In § 192.917, paragraph (e) requires an operator to analyze its pipeline to identify specific potential threats to the pipeline. This document revises two paragraphs in this section (paragraphs (e)(1) and (e)(3)) to provide additional clarity on information that must be included in these analyses. Paragraph (e)(1) now specifies that an operator is to use information from a direct assessment to help define where third party damage may exist. Similarly, paragraph (e)(3) now specifies that an operator is to use information from prior integrity assessments to determine the risk of failure in the covered segment from manufacturing and construction defects.

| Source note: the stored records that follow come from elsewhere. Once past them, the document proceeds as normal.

//! Regime classification from closed bars.
//!
//! Price against an EMA band: within `trend_band_sigma` standard deviations
//! of the EMA the market is trending with value, beyond
//! `reversion_band_sigma` it is stretched enough to fade, and the land in
//! between is untradeable. Session VWAP accumulates per exchange trading day
//! (Asia/Kolkata) and anchors the directional check in TREND mode.

use std::collections::VecDeque;

use chrono::{DateTime, NaiveDate};
use chrono_tz::Asia::Kolkata;
use serde::{Deserialize, Serialize};

use super::bars::Bar;

#[derive(Debug, Clone, Copy, PartialEq, Eq, Serialize, Deserialize)]
pub enum Regime {
    /// Price near value: trade with the VWAP-relative direction.
    Trend,
    /// Price stretched: only contrarian candidates allowed.
    Reversion,
    /// Neither: candidates are dropped.
    Skip,
}

/// Rolling EMA/sigma band plus session VWAP, fed by closed bars only.
#[derive(Debug)]
pub struct RegimeTracker {
    ema_period: usize,
    trend_band_sigma: f64,
    reversion_band_sigma: f64,
    closes: VecDeque<f64>,
    ema: Option<f64>,
    session_date: Option<NaiveDate>,
    vwap_pv: f64,
    vwap_volume: u64,
}

impl RegimeTracker {
    pub fn new(ema_period: usize, trend_band_sigma: f64, reversion_band_sigma: f64) -> Self {
        Self {
            ema_period,
            trend_band_sigma,
            reversion_band_sigma,
            closes: VecDeque::with_capacity(ema_period + 1),
            ema: None,
            session_date: None,
            vwap_pv: 0.0,
            vwap_volume: 0,
        }
    }

    pub fn on_bar_close(&mut self, bar: &Bar) {
        self.roll_session(bar.start_ts_ms);

        let typical = (bar.high + bar.low + bar.close) / 3.0;
        self.vwap_pv += typical * bar.volume as f64;
        self.vwap_volume += bar.volume;

        self.closes.push_back(bar.close);
        while self.closes.len() > self.ema_period {
            self.closes.pop_front();
        }

        let k = 2.0 / (self.ema_period as f64 + 1.0);
        self.ema = Some(match self.ema {
            Some(prev) => bar.close * k + prev * (1.0 - k),
            None => bar.close,
        });
    }

    /// Reset VWAP accumulators when the exchange trading day changes.
    fn roll_session(&mut self, ts_ms: i64) {
        let Some(ts) = DateTime::from_timestamp_millis(ts_ms) else {
            return;
        };
        let date = ts.with_timezone(&Kolkata).date_naive();
        if self.session_date != Some(date) {
            self.session_date = Some(date);
            self.vwap_pv = 0.0;
            self.vwap_volume = 0;
        }
    }

    pub fn ema(&self) -> Option<f64> {
        self.ema
    }

    pub fn vwap(&self) -> Option<f64> {
        if self.vwap_volume == 0 {
            None
        } else {
            Some(self.vwap_pv / self.vwap_volume as f64)
        }
    }

    fn sigma(&self) -> f64 {
        if self.closes.len() < 2 {
            return 0.0;
        }
        let mean = self.closes.iter().sum::<f64>() / self.closes.len() as f64;
        let variance = self
            .closes
            .iter()
            .map(|c| (c - mean).powi(2))
            .sum::<f64>()
            / self.closes.len() as f64;
        variance.sqrt()
    }

    /// Classify `price` against the band. Skips until a full EMA window of
    /// closed bars exists; a flat band (zero sigma) is also a skip.
    pub fn classify(&self, price: f64) -> Regime {
        let Some(ema) = self.ema else {
            return Regime::Skip;
        };
        if self.closes.len() < self.ema_period {
            return Regime::Skip;
        }
        let sigma = self.sigma();
        if sigma <= f64::EPSILON {
            return Regime::Skip;
        }

        let deviation = (price - ema).abs() / sigma;
        if deviation <= self.trend_band_sigma {
            Regime::Trend
        } else if deviation >= self.reversion_band_sigma {
            Regime::Reversion
        } else {
            Regime::Skip
        }
    }
}
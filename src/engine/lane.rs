//! Per-instrument processing lane.
//!
//! All mutable state for one instrument lives here and is driven by exactly
//! one task, one tick at a time: bar aggregation, wall tracking, signal
//! confirmation and position management, in that order. Exit checks run
//! before new entries so a stop and a fresh signal on the same tick cannot
//! race each other.

use std::sync::Arc;

use tokio::sync::broadcast;
use tracing::debug;

use super::bars::BarAggregator;
use super::confirm::SignalConfirmer;
use super::risk::{PositionRiskManager, RiskEvent, RiskStats};
use super::walls::{FlowEvent, OrderFlowDetector};
use crate::clock::Clock;
use crate::config::EngineConfig;
use crate::persist::PersistHandle;
use crate::types::{EngineEvent, SinkRecord, Tick, TradeExit, TradeSignal};

pub struct InstrumentLane {
    instrument: String,
    clock: Arc<dyn Clock>,
    events: broadcast::Sender<EngineEvent>,
    persist: PersistHandle,
    aggregator: BarAggregator,
    detector: OrderFlowDetector,
    confirmer: SignalConfirmer,
    risk: PositionRiskManager,
    default_qty: u64,
    snapshot_throttle_ms: i64,
    last_snapshot_ms: Option<i64>,
    last_price: Option<f64>,
}

impl InstrumentLane {
    pub fn new(
        instrument: &str,
        config: &EngineConfig,
        clock: Arc<dyn Clock>,
        events: broadcast::Sender<EngineEvent>,
        persist: PersistHandle,
    ) -> Self {
        Self {
            instrument: instrument.to_string(),
            clock,
            events,
            persist,
            aggregator: BarAggregator::new(
                instrument,
                config.bar_interval_sec,
                config.price_decimals,
            ),
            detector: OrderFlowDetector::new(instrument, config),
            confirmer: SignalConfirmer::new(config),
            risk: PositionRiskManager::new(instrument, config),
            default_qty: config.default_qty,
            snapshot_throttle_ms: config.snapshot_throttle_ms,
            last_snapshot_ms: None,
            last_price: None,
        }
    }

    pub fn instrument(&self) -> &str {
        &self.instrument
    }

    pub fn stats(&self) -> RiskStats {
        self.risk.stats()
    }

    /// Process one canonical tick through the full pipeline. Atomic per
    /// tick: every mutation this tick causes happens before the call
    /// returns.
    pub fn on_tick(&mut self, tick: &Tick) {
        let now_ms = self.clock.now_ms();
        self.last_price = Some(tick.price);

        // 1. Bars. A closed bar feeds the regime/candlestick state.
        if let Some(bar) = self.aggregator.on_tick(tick) {
            self.confirmer.on_bar_close(&bar);
            self.persist.enqueue(SinkRecord::BarClose {
                instrument_key: bar.instrument.clone(),
                timestamp: bar.start_ts_ms,
                close: bar.close,
                volume: bar.volume,
                cvd: bar.cvd,
            });
            let _ = self.events.send(EngineEvent::BarClosed(bar));
        }

        // 2. Exits before entries.
        self.risk.apply_trailing(tick.price);
        if let Some(exit) = self.risk.check_intrabar_exit(tick.price, tick.price, now_ms) {
            self.emit_exit(exit);
        } else if let Some(exit) = self.risk.apply_time_stop(now_ms, tick.price) {
            self.emit_exit(exit);
        }

        // 3. Wall tracking, then candidate confirmation and entries.
        for event in self.detector.on_tick(tick, now_ms) {
            match event {
                FlowEvent::WallDetected { side, price, qty }
                | FlowEvent::WallReload { side, price, qty } => {
                    let _ = self.events.send(EngineEvent::WallDetected {
                        instrument: self.instrument.clone(),
                        side,
                        price,
                        qty,
                    });
                }
                FlowEvent::WallBroken {
                    side,
                    price,
                    durability_sec,
                } => {
                    let _ = self.events.send(EngineEvent::WallBroken {
                        instrument: self.instrument.clone(),
                        side,
                        price,
                        durability_sec,
                    });
                }
                FlowEvent::Absorption {
                    side,
                    price,
                    absorbed_qty,
                } => {
                    let _ = self.events.send(EngineEvent::Absorption {
                        instrument: self.instrument.clone(),
                        side,
                        price,
                        absorbed_qty,
                    });
                }
                FlowEvent::WallFaded { side, price } => {
                    debug!("[{}] {} wall faded at {:.2}", self.instrument, side, price);
                }
                FlowEvent::FailedAuction(candidate) => {
                    let confirmed =
                        self.confirmer
                            .confirm(&candidate, tick, self.risk.position(), now_ms);
                    if let Some(entry) = confirmed {
                        let events = self.risk.open(
                            entry.side,
                            entry.price,
                            entry.stop_loss,
                            self.default_qty,
                            &entry.reason,
                            now_ms,
                        );
                        for event in events {
                            match event {
                                RiskEvent::Entry(signal) => self.emit_entry(signal),
                                RiskEvent::Exit(exit) => self.emit_exit(exit),
                            }
                        }
                    }
                }
            }
        }

        // 4. Throttled in-progress bar snapshot for observers.
        let snapshot_due = match self.last_snapshot_ms {
            Some(at) => now_ms - at >= self.snapshot_throttle_ms,
            None => true,
        };
        if snapshot_due {
            if let Some(snapshot) = self.aggregator.snapshot() {
                self.last_snapshot_ms = Some(now_ms);
                let _ = self.events.send(EngineEvent::BarSnapshot(snapshot));
            }
        }
    }

    fn emit_entry(&self, signal: TradeSignal) {
        self.persist.enqueue(SinkRecord::from(&signal));
        let _ = self.events.send(EngineEvent::Entry(signal));
    }

    fn emit_exit(&self, exit: TradeExit) {
        self.persist.enqueue(SinkRecord::from(&exit));
        let _ = self.events.send(EngineEvent::Exit(exit));
    }

    /// Graceful teardown: close any open position at the last seen price
    /// and flush the open bar to the sink.
    pub fn flush(&mut self) {
        let now_ms = self.clock.now_ms();
        if let Some(price) = self.last_price {
            if let Some(exit) = self.risk.flush(price, now_ms) {
                self.emit_exit(exit);
            }
        }
        if let Some(bar) = self.aggregator.snapshot() {
            self.persist.enqueue(SinkRecord::BarClose {
                instrument_key: bar.instrument.clone(),
                timestamp: bar.start_ts_ms,
                close: bar.close,
                volume: bar.volume,
                cvd: bar.cvd,
            });
        }
        debug!("[{}] lane flushed: {}", self.instrument, self.risk.status());
    }
}

#[cfg(test)]
mod tests {
    use super::*;
    use crate::clock::VirtualClock;
    use crate::types::DepthLevel;

    fn lv(price: f64, qty: u64) -> DepthLevel {
        DepthLevel { price, qty }
    }

    fn tick(ts_ms: i64, price: f64, qty: u64) -> Tick {
        Tick {
            instrument: "NIFTY-FUT".to_string(),
            price,
            qty,
            ts_ms,
            bids: vec![lv(price - 0.5, 100), lv(price - 1.0, 100)],
            asks: vec![lv(price, 100), lv(price + 0.5, 100)],
        }
    }

    struct Harness {
        lane: InstrumentLane,
        clock: Arc<VirtualClock>,
        rx: broadcast::Receiver<EngineEvent>,
        persist: PersistHandle,
    }

    impl Harness {
        fn new() -> Self {
            let clock = Arc::new(VirtualClock::new(0));
            let (tx, rx) = broadcast::channel(4096);
            let persist = PersistHandle::new(4096);
            let lane = InstrumentLane::new(
                "NIFTY-FUT",
                &EngineConfig::default(),
                clock.clone(),
                tx,
                persist.clone(),
            );
            Self {
                lane,
                clock,
                rx,
                persist,
            }
        }

        /// The clock follows tick timestamps, exactly as replay drives it.
        fn feed(&mut self, t: &Tick) {
            self.clock.advance_to(t.ts_ms);
            self.lane.on_tick(t);
        }

        fn events(&mut self) -> Vec<EngineEvent> {
            let mut out = Vec::new();
            while let Ok(e) = self.rx.try_recv() {
                out.push(e);
            }
            out
        }
    }

    #[test]
    fn test_bar_close_emitted_on_interval_roll() {
        let mut h = Harness::new();
        h.feed(&tick(1_000, 100.0, 10));
        h.feed(&tick(61_000, 101.0, 5));

        let events = h.events();
        let closed: Vec<_> = events
            .iter()
            .filter_map(|e| match e {
                EngineEvent::BarClosed(b) => Some(b),
                _ => None,
            })
            .collect();
        assert_eq!(closed.len(), 1);
        assert_eq!(closed[0].close, 100.0);

        let records = h.persist.drain();
        assert!(records
            .iter()
            .any(|r| matches!(r, SinkRecord::BarClose { .. })));
    }

    #[test]
    fn test_snapshots_throttled() {
        let mut h = Harness::new();
        // Ten ticks inside the same half second: one snapshot.
        for i in 0..10 {
            h.feed(&tick(1_000 + i * 10, 100.0, 1));
        }
        let snapshots = h
            .events()
            .iter()
            .filter(|e| matches!(e, EngineEvent::BarSnapshot(_)))
            .count();
        assert_eq!(snapshots, 1);

        // Past the throttle window the next tick snapshots again.
        h.feed(&tick(1_700, 100.0, 1));
        let snapshots = h
            .events()
            .iter()
            .filter(|e| matches!(e, EngineEvent::BarSnapshot(_)))
            .count();
        assert_eq!(snapshots, 1);
    }

    #[test]
    fn test_flush_persists_open_bar() {
        let mut h = Harness::new();
        h.feed(&tick(1_000, 100.0, 10));
        h.persist.drain();

        h.lane.flush();
        let records = h.persist.drain();
        assert!(matches!(
            records.as_slice(),
            [SinkRecord::BarClose { volume: 10, .. }]
        ));
    }
}
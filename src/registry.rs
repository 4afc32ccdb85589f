//! Instrument lane registry.
//!
//! One bounded channel and one task per instrument: every tick for an
//! instrument is processed by exactly one lane, strictly in arrival order.
//! Lanes for different instruments run concurrently. Lanes are created on
//! the first tick for an unknown instrument and torn down on unsubscribe or
//! shutdown; shutdown drains each lane's in-flight ticks and flushes open
//! bar/position state before returning.

use std::collections::HashMap;
use std::sync::Arc;

use tokio::sync::{broadcast, mpsc};
use tokio::task::JoinHandle;
use tracing::{info, warn};

use crate::clock::Clock;
use crate::config::EngineConfig;
use crate::engine::{InstrumentLane, TickNormalizer};
use crate::persist::PersistHandle;
use crate::types::{EngineEvent, RawTick, Tick};

const LANE_QUEUE_DEPTH: usize = 1024;

/// A tick plus an optional completion ack. Replay acks every tick so a
/// cooperative stop never leaves one half-applied; live feeds fire and
/// forget.
type LaneMsg = (Tick, Option<tokio::sync::oneshot::Sender<()>>);

struct LaneHandle {
    tx: mpsc::Sender<LaneMsg>,
    task: JoinHandle<()>,
}

pub struct LaneRegistry {
    config: Arc<EngineConfig>,
    clock: Arc<dyn Clock>,
    events: broadcast::Sender<EngineEvent>,
    persist: PersistHandle,
    normalizer: TickNormalizer,
    lanes: HashMap<String, LaneHandle>,
    refused: u64,
}

impl LaneRegistry {
    pub fn new(
        config: Arc<EngineConfig>,
        clock: Arc<dyn Clock>,
        events: broadcast::Sender<EngineEvent>,
        persist: PersistHandle,
    ) -> Self {
        Self {
            config,
            clock,
            events,
            persist,
            normalizer: TickNormalizer::new(),
            lanes: HashMap::new(),
            refused: 0,
        }
    }

    pub fn lane_count(&self) -> usize {
        self.lanes.len()
    }

    /// Validate and route one raw tick to its instrument lane, creating the
    /// lane on first contact. Awaits only when the lane's queue is full,
    /// which backpressures the feed, never another lane.
    pub async fn dispatch(&mut self, raw: RawTick) {
        self.route(raw, None).await;
    }

    /// Dispatch and wait until the lane has fully applied the tick. The
    /// replay coordinator uses this so simulated time never runs ahead of
    /// lane state and a stop is always tick-atomic.
    pub async fn dispatch_gated(&mut self, raw: RawTick) {
        let (ack_tx, ack_rx) = tokio::sync::oneshot::channel();
        if self.route(raw, Some(ack_tx)).await {
            let _ = ack_rx.await;
        }
    }

    async fn route(&mut self, raw: RawTick, ack: Option<tokio::sync::oneshot::Sender<()>>) -> bool {
        let Some(tick) = self.normalizer.normalize(raw) else {
            return false;
        };

        if !self.lanes.contains_key(&tick.instrument) {
            if self.lanes.len() >= self.config.max_instruments {
                self.refused += 1;
                if self.refused % 1000 == 1 {
                    warn!(
                        "instrument limit {} reached, refusing ticks for {}",
                        self.config.max_instruments, tick.instrument
                    );
                }
                return false;
            }
            let handle = self.spawn_lane(&tick.instrument);
            self.lanes.insert(tick.instrument.clone(), handle);
        }

        let lane = self.lanes.get(&tick.instrument).expect("lane just ensured");
        if lane.tx.send((tick, ack)).await.is_err() {
            warn!("lane channel closed, tick dropped");
            return false;
        }
        true
    }

    fn spawn_lane(&self, instrument: &str) -> LaneHandle {
        info!("creating lane for {}", instrument);
        let (tx, mut rx) = mpsc::channel::<LaneMsg>(LANE_QUEUE_DEPTH);
        let mut lane = InstrumentLane::new(
            instrument,
            &self.config,
            self.clock.clone(),
            self.events.clone(),
            self.persist.clone(),
        );

        let task = tokio::spawn(async move {
            while let Some((tick, ack)) = rx.recv().await {
                lane.on_tick(&tick);
                if let Some(ack) = ack {
                    let _ = ack.send(());
                }
            }
            lane.flush();
            info!("lane {} stopped, {} trades", lane.instrument(), lane.stats().trades);
        });

        LaneHandle { tx, task }
    }

    /// Tear down one instrument's lane, flushing its state.
    pub async fn unsubscribe(&mut self, instrument: &str) {
        if let Some(handle) = self.lanes.remove(instrument) {
            drop(handle.tx);
            if let Err(e) = handle.task.await {
                warn!("lane {} shutdown error: {}", instrument, e);
            }
        }
    }

    /// Graceful shutdown: stop accepting ticks, drain every lane, flush.
    pub async fn shutdown(&mut self) {
        let instruments: Vec<String> = self.lanes.keys().cloned().collect();
        for instrument in instruments {
            self.unsubscribe(&instrument).await;
        }
        info!(
            "registry stopped ({} ticks accepted, {} rejected)",
            self.normalizer.accepted(),
            self.normalizer.rejected()
        );
    }
}
//! Tick validation at the ingestion boundary.
//!
//! The feed adapter hands us loosely-shaped [`RawTick`]s. Anything missing a
//! price, timestamp, or instrument is rejected here, counted, and never seen
//! by the rest of the pipeline. Downstream stages can therefore assume every
//! field of [`Tick`] is present and finite.

use tracing::{debug, warn};

use crate::types::{DepthLevel, RawDepthLevel, RawTick, Tick};

/// Stateful normalizer; the counters live for the process lifetime.
#[derive(Debug, Default)]
pub struct TickNormalizer {
    accepted: u64,
    rejected: u64,
}

impl TickNormalizer {
    pub fn new() -> Self {
        Self::default()
    }

    pub fn accepted(&self) -> u64 {
        self.accepted
    }

    pub fn rejected(&self) -> u64 {
        self.rejected
    }

    /// Validate one raw tick. Returns `None` for malformed input, which is
    /// dropped and counted, never raised.
    pub fn normalize(&mut self, raw: RawTick) -> Option<Tick> {
        let instrument = match raw.instrument {
            Some(ref key) if !key.is_empty() => key.clone(),
            _ => return self.reject("missing instrument"),
        };
        let price = match raw.price {
            Some(p) if p.is_finite() && p > 0.0 => p,
            _ => return self.reject("missing or non-finite price"),
        };
        let ts_ms = match raw.ts_ms {
            Some(ts) if ts > 0 => ts,
            _ => return self.reject("missing timestamp"),
        };
        // qty 0 is a valid quote-only update; missing or negative is garbage.
        let qty = match raw.qty {
            Some(q) if q >= 0 => q as u64,
            Some(_) => return self.reject("negative qty"),
            None => return self.reject("missing qty"),
        };

        let tick = Tick {
            instrument,
            price,
            qty,
            ts_ms,
            bids: clean_levels(&raw.bids),
            asks: clean_levels(&raw.asks),
        };

        self.accepted += 1;
        Some(tick)
    }

    fn reject(&mut self, reason: &str) -> Option<Tick> {
        self.rejected += 1;
        // Every thousandth rejection gets a warn so a broken feed is visible
        // without flooding the log.
        if self.rejected % 1000 == 1 {
            warn!("malformed tick dropped ({}), total dropped: {}", reason, self.rejected);
        } else {
            debug!("malformed tick dropped ({})", reason);
        }
        None
    }
}

/// Drop unusable depth levels instead of rejecting the whole tick.
fn clean_levels(raw: &[RawDepthLevel]) -> Vec<DepthLevel> {
    raw.iter()
        .filter_map(|l| match (l.price, l.qty) {
            (Some(p), Some(q)) if p.is_finite() && p > 0.0 && q > 0 => Some(DepthLevel {
                price: p,
                qty: q as u64,
            }),
            _ => None,
        })
        .collect()
}

#[cfg(test)]
mod tests {
    use super::*;

    fn raw(price: Option<f64>, qty: Option<i64>, ts: Option<i64>) -> RawTick {
        RawTick {
            instrument: Some("NIFTY-FUT".to_string()),
            price,
            qty,
            ts_ms: ts,
            bids: vec![],
            asks: vec![],
        }
    }

    #[test]
    fn test_valid_tick_passes() {
        let mut n = TickNormalizer::new();
        let tick = n.normalize(raw(Some(22_100.5), Some(50), Some(1_000))).unwrap();
        assert_eq!(tick.price, 22_100.5);
        assert_eq!(tick.qty, 50);
        assert_eq!(n.accepted(), 1);
    }

    #[test]
    fn test_missing_price_dropped() {
        let mut n = TickNormalizer::new();
        assert!(n.normalize(raw(None, Some(50), Some(1_000))).is_none());
        assert!(n.normalize(raw(Some(f64::NAN), Some(50), Some(1_000))).is_none());
        assert_eq!(n.rejected(), 2);
        assert_eq!(n.accepted(), 0);
    }

    #[test]
    fn test_missing_timestamp_dropped() {
        let mut n = TickNormalizer::new();
        assert!(n.normalize(raw(Some(100.0), Some(1), None)).is_none());
    }

    #[test]
    fn test_missing_qty_dropped() {
        let mut n = TickNormalizer::new();
        assert!(n.normalize(raw(Some(100.0), None, Some(1_000))).is_none());
        assert!(n.normalize(raw(Some(100.0), Some(-5), Some(1_000))).is_none());
    }

    #[test]
    fn test_quote_only_tick_accepted() {
        let mut n = TickNormalizer::new();
        let tick = n.normalize(raw(Some(100.0), Some(0), Some(1_000))).unwrap();
        assert!(!tick.is_trade());
    }

    #[test]
    fn test_bad_depth_levels_filtered_not_fatal() {
        let mut n = TickNormalizer::new();
        let mut r = raw(Some(100.0), Some(5), Some(1_000));
        r.bids = vec![
            RawDepthLevel { price: Some(99.0), qty: Some(10) },
            RawDepthLevel { price: None, qty: Some(10) },
            RawDepthLevel { price: Some(98.0), qty: Some(0) },
        ];
        let tick = n.normalize(r).unwrap();
        assert_eq!(tick.bids.len(), 1);
        assert_eq!(tick.bids[0].price, 99.0);
    }
}
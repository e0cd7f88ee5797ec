//! # Rolodex Client
//!
//! Client core for the Rolodex CRM dashboard.
//!
//! ## Architecture
//!
//! The dashboard's rendering shell stays thin; the behavior worth
//! testing lives here. This crate connects to a running Rolodex API
//! server via HTTP and owns the OAuth popup handshake the sign-in flow
//! runs through, so every surface that embeds the dashboard shares one
//! implementation of both.
//!
//! ## Modules
//!
//! - [`api`] - HTTP client and list payload normalization
//! - [`auth`] - OAuth popup handshake and session credentials
//! - [`config`] - Settings persistence

pub mod api;
pub mod auth;
pub mod config;

pub use api::{ApiError, ApiResult, RolodexClient};
pub use auth::{deliver_completion, Credentials, HandshakeOutcome};
pub use config::{Config, Environment};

In § 192.917, paragraph (e)(3) also establishes requirements specific to pipe for which an operator has identified the threat of manufacturing and construction defects. This paragraph states that an operator may consider such defects to be stable defects if the operating conditions on the covered segment have not changed significantly “since December 17, 1998.” We intended this provision to provide for a retrospective evaluation of five years, beginning from the date on which integrity management requirements were first established by the Pipeline Safety Improvement Act of 2002. These requirements would also apply, however, for pipeline in areas which may be identified as high consequence areas many years in the future. For such pipe, a retrospective evaluation reaching back to 1998 would not make sense. This paragraph has been revised to require that the retrospective evaluation cover 5 years, regardless of when the high consequence area is identified.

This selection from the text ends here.